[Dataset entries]
= Beginning of Section =

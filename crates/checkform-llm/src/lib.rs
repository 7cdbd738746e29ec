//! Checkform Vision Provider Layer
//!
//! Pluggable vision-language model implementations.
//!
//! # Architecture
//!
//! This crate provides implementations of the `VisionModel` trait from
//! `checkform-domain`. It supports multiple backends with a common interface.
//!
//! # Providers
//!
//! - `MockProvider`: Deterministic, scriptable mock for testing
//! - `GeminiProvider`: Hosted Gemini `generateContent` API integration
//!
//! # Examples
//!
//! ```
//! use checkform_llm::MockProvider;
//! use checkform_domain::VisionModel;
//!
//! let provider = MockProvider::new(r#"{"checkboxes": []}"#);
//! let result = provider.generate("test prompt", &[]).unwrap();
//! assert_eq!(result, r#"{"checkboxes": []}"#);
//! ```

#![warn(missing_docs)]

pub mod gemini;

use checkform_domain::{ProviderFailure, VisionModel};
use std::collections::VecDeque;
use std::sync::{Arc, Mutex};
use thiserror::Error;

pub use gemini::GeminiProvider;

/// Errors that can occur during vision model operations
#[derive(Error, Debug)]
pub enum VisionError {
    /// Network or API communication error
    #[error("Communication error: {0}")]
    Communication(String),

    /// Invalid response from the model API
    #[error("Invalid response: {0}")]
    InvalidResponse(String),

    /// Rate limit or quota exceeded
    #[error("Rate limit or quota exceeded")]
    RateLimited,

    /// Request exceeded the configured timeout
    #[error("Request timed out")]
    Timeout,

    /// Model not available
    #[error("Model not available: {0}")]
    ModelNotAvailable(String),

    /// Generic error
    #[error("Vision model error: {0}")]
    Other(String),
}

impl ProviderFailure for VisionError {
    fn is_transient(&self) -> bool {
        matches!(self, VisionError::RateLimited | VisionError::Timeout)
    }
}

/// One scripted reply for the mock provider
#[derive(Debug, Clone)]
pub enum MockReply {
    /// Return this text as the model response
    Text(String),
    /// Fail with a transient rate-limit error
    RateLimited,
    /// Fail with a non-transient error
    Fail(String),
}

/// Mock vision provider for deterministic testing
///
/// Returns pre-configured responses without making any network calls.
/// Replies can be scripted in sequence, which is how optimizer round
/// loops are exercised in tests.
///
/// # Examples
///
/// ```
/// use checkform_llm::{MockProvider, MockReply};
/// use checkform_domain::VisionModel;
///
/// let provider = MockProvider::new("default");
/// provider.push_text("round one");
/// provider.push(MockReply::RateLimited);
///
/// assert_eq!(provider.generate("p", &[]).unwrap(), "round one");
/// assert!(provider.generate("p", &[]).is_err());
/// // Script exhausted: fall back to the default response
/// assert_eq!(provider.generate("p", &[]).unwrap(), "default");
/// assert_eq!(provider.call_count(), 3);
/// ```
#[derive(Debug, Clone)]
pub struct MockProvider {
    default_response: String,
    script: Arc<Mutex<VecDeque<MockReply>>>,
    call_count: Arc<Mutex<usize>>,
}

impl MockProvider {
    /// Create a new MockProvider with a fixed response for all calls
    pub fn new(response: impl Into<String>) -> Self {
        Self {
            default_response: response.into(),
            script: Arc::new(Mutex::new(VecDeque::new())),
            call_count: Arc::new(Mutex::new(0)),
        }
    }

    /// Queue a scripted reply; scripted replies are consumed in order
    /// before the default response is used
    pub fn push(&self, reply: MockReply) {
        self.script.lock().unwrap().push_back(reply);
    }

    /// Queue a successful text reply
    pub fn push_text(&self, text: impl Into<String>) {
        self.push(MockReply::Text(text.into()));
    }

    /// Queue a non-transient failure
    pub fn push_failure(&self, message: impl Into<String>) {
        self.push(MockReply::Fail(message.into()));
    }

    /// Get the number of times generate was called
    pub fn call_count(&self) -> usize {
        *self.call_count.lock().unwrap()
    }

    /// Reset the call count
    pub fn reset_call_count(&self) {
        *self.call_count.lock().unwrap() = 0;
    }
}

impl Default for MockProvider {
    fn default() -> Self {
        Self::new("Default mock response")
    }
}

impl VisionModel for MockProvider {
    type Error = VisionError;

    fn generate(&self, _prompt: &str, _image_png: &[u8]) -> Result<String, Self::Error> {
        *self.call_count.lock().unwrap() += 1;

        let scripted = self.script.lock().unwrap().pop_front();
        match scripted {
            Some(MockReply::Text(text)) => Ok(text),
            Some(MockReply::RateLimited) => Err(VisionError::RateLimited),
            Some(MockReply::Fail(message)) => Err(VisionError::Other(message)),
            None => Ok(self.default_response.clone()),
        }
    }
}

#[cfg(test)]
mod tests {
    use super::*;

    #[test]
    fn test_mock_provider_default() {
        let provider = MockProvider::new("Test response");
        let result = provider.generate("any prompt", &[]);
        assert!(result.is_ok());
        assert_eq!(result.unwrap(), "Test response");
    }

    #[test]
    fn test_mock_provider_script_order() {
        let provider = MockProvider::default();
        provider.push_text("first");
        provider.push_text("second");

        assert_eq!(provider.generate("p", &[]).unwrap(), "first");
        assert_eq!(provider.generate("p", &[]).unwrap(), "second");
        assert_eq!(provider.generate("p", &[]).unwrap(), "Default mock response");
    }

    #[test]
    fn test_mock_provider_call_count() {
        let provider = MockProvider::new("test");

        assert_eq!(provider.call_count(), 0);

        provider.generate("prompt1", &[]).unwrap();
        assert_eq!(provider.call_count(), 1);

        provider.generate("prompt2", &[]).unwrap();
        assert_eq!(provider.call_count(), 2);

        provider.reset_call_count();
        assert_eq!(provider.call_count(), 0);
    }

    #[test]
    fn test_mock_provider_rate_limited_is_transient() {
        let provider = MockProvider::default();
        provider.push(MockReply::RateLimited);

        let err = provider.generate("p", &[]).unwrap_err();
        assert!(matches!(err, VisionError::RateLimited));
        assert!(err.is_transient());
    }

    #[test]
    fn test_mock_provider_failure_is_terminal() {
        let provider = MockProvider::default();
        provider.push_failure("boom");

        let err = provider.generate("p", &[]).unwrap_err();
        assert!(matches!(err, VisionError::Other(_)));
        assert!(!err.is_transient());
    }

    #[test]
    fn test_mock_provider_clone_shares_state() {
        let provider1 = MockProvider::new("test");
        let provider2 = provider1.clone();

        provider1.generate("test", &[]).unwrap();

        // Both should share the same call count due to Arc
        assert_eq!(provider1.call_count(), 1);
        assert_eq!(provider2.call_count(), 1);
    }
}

= End of Section =
= Beginning of Section =

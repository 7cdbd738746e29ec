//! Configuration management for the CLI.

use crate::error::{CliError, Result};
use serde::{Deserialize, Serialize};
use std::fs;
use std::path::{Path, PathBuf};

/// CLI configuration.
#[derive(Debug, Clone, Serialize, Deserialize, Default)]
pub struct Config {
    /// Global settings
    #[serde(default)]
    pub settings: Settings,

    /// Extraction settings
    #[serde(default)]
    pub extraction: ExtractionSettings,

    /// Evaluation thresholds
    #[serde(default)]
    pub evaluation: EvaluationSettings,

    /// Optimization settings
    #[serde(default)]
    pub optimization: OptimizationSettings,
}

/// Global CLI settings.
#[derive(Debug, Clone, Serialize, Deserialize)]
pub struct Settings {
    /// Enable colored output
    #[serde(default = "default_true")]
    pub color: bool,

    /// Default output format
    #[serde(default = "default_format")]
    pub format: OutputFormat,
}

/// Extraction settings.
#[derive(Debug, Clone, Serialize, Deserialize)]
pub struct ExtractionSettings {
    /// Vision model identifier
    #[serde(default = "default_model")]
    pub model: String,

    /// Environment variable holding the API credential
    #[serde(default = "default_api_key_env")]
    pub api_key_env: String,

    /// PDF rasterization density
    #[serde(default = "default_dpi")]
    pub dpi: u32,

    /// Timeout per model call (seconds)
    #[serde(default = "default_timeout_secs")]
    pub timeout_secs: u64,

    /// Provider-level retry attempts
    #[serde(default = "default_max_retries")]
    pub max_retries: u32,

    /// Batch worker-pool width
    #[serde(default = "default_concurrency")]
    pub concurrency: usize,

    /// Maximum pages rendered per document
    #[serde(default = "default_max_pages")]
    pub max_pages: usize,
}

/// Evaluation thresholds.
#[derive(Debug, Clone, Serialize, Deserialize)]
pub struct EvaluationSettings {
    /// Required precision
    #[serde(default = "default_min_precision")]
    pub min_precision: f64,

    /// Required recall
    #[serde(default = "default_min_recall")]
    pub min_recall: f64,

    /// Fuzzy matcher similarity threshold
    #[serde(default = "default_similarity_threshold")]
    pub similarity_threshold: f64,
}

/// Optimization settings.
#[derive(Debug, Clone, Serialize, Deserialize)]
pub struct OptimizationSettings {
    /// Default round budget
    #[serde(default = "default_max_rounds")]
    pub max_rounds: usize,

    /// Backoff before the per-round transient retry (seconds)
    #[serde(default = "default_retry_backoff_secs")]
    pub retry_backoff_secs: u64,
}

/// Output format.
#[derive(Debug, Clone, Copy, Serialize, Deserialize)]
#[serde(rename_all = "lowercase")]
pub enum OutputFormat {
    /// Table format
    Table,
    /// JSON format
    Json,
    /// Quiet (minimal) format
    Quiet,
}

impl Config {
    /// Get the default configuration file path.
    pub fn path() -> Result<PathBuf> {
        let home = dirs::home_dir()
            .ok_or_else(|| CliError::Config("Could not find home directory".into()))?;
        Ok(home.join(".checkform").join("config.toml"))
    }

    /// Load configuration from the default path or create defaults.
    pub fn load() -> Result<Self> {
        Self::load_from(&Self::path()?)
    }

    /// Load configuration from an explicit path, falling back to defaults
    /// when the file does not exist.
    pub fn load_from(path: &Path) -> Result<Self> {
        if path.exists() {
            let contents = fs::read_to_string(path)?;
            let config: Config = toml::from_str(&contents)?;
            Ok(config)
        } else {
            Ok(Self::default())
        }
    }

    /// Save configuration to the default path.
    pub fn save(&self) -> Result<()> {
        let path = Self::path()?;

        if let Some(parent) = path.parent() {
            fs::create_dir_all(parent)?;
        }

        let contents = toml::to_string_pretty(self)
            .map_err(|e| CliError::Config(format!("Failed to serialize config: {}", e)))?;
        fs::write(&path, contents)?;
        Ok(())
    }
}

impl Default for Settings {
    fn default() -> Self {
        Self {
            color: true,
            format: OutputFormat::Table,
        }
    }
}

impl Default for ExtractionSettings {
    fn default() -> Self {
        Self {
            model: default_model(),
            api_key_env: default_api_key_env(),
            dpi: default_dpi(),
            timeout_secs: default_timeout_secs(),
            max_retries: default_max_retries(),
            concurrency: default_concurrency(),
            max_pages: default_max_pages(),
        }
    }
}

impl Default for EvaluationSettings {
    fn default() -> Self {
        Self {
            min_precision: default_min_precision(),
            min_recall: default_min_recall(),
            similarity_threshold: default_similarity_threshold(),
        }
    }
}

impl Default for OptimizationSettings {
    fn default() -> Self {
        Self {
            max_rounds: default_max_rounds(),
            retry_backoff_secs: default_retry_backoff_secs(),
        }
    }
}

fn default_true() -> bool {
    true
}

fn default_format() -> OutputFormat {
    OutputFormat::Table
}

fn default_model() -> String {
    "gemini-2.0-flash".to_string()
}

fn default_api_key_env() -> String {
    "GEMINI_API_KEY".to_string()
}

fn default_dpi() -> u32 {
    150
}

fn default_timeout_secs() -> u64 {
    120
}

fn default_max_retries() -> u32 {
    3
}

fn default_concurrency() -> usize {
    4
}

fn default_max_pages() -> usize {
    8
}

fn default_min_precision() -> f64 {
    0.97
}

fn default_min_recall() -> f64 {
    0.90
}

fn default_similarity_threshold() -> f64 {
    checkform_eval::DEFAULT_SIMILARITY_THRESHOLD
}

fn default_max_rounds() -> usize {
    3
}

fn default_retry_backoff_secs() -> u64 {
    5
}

= End of Section =

Taking the entries above, write out exactly each line from the one holding "filename crates/checkform-llm/src/lib.rs" to the one holding "fn is_transient(&self) ->", both included, and stop there.

> [RESPONSE BELOW]
filename crates/checkform-llm/src/lib.rs
repository 7cdbd738746e29ec
//! Checkform Vision Provider Layer
//!
//! Pluggable vision-language model implementations.
//!
//! # Architecture
//!
//! This crate provides implementations of the `VisionModel` trait from
//! `checkform-domain`. It supports multiple backends with a common interface.
//!
//! # Providers
//!
//! - `MockProvider`: Deterministic, scriptable mock for testing
//! - `GeminiProvider`: Hosted Gemini `generateContent` API integration
//!
//! # Examples
//!
//! ```
//! use checkform_llm::MockProvider;
//! use checkform_domain::VisionModel;
//!
//! let provider = MockProvider::new(r#"{"checkboxes": []}"#);
//! let result = provider.generate("test prompt", &[]).unwrap();
//! assert_eq!(result, r#"{"checkboxes": []}"#);
//! ```

#![warn(missing_docs)]

pub mod gemini;

use checkform_domain::{ProviderFailure, VisionModel};
use std::collections::VecDeque;
use std::sync::{Arc, Mutex};
use thiserror::Error;

pub use gemini::GeminiProvider;

/// Errors that can occur during vision model operations
#[derive(Error, Debug)]
pub enum VisionError {
    /// Network or API communication error
    #[error("Communication error: {0}")]
    Communication(String),

    /// Invalid response from the model API
    #[error("Invalid response: {0}")]
    InvalidResponse(String),

    /// Rate limit or quota exceeded
    #[error("Rate limit or quota exceeded")]
    RateLimited,

    /// Request exceeded the configured timeout
    #[error("Request timed out")]
    Timeout,

    /// Model not available
    #[error("Model not available: {0}")]
    ModelNotAvailable(String),

    /// Generic error
    #[error("Vision model error: {0}")]
    Other(String),
}

impl ProviderFailure for VisionError {
    fn is_transient(&self) -> bool {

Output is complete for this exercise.